• Stored data entries:
◆ ◆ ◆ ◆ ◆

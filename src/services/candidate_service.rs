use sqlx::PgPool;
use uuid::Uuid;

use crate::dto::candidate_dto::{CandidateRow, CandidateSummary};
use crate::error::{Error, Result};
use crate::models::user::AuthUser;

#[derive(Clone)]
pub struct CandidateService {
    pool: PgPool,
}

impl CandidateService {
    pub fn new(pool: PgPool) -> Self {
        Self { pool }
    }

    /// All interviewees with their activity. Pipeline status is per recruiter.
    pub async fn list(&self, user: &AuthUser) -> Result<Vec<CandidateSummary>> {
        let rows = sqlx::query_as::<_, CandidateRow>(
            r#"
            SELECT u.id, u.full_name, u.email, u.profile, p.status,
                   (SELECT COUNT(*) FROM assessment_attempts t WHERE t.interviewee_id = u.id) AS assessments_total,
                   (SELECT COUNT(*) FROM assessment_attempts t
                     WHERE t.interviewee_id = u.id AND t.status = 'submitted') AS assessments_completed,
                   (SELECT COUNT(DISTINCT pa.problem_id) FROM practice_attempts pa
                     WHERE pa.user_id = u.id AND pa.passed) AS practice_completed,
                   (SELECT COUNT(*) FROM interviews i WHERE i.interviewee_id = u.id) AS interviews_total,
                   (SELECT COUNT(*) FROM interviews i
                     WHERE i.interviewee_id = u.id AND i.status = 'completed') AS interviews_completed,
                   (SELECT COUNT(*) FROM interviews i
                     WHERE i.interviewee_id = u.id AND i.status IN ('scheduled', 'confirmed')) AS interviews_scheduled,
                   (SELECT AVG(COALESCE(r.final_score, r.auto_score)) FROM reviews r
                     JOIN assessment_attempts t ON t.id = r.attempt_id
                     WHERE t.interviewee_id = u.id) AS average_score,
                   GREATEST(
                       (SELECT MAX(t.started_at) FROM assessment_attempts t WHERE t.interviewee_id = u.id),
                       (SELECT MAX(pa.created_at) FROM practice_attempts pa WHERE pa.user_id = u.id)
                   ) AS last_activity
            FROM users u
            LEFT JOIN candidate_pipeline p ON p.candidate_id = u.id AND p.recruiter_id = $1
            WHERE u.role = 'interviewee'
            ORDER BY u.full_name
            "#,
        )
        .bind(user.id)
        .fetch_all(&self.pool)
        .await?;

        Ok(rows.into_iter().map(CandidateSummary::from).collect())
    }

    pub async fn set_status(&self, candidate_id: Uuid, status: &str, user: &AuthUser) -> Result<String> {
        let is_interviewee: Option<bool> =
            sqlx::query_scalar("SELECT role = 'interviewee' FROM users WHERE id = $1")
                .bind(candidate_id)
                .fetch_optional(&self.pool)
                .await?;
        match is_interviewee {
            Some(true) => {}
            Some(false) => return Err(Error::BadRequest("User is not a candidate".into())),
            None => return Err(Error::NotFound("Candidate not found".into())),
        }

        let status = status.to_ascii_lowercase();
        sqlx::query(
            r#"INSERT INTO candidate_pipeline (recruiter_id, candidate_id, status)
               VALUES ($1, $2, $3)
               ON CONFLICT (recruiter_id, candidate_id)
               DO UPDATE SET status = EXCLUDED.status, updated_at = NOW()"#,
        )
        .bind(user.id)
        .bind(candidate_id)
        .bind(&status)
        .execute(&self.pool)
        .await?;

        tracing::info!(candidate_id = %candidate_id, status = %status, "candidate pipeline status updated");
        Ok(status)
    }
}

◆ ◆ ◆ ◆ ◆

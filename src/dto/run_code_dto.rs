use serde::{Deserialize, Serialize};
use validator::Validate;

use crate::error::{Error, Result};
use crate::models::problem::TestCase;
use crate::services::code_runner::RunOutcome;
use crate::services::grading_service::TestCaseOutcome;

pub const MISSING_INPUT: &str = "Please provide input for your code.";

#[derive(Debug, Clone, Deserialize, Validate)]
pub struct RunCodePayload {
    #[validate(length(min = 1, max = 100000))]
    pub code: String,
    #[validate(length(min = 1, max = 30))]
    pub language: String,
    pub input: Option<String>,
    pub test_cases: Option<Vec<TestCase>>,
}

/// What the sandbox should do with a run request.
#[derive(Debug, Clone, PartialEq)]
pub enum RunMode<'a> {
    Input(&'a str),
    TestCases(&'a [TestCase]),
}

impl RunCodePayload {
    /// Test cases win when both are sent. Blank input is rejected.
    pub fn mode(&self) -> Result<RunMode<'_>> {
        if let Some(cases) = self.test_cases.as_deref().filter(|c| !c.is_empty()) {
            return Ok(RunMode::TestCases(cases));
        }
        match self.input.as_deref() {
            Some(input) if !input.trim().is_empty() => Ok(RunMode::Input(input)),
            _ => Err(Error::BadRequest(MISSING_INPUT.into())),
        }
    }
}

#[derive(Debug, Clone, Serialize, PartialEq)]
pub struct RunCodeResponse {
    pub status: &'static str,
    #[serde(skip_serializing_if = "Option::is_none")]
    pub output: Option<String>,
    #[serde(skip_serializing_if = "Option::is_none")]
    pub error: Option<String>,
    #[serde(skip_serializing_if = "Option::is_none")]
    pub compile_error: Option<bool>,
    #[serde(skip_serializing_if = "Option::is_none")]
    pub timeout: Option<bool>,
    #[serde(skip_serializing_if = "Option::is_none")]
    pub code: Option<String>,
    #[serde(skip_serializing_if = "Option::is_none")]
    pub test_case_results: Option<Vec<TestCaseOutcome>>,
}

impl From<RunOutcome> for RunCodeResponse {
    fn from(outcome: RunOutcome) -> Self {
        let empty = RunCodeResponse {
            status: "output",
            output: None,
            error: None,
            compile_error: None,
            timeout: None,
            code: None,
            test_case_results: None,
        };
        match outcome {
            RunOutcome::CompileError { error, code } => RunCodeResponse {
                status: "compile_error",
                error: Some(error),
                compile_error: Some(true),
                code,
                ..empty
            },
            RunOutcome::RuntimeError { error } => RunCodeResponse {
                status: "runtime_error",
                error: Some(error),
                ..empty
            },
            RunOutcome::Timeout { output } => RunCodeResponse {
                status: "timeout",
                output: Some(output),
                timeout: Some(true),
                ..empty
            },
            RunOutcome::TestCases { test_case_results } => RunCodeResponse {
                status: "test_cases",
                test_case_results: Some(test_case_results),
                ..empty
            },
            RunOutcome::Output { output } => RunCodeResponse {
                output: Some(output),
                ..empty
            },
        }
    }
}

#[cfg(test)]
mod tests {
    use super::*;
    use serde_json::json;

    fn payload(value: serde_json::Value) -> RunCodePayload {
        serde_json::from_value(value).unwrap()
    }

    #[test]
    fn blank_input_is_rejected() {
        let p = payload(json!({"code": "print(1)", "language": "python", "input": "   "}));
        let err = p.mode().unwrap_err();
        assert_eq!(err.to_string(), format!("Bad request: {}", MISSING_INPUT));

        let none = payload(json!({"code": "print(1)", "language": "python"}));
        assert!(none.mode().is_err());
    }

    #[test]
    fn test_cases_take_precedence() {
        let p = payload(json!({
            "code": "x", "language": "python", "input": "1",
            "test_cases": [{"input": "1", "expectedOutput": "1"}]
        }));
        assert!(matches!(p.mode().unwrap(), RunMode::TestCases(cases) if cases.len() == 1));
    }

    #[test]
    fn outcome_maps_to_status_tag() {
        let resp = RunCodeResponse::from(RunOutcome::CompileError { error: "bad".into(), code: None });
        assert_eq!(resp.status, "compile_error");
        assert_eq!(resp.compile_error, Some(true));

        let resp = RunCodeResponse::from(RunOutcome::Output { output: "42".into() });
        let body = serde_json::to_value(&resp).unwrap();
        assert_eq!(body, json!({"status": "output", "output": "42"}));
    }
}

◆ ◆ ◆ ◆ ◆

• Prompt:
Select every line of the records holding the string "filename".

• Reply:
filename src/services/candidate_service.rs
filename src/dto/run_code_dto.rs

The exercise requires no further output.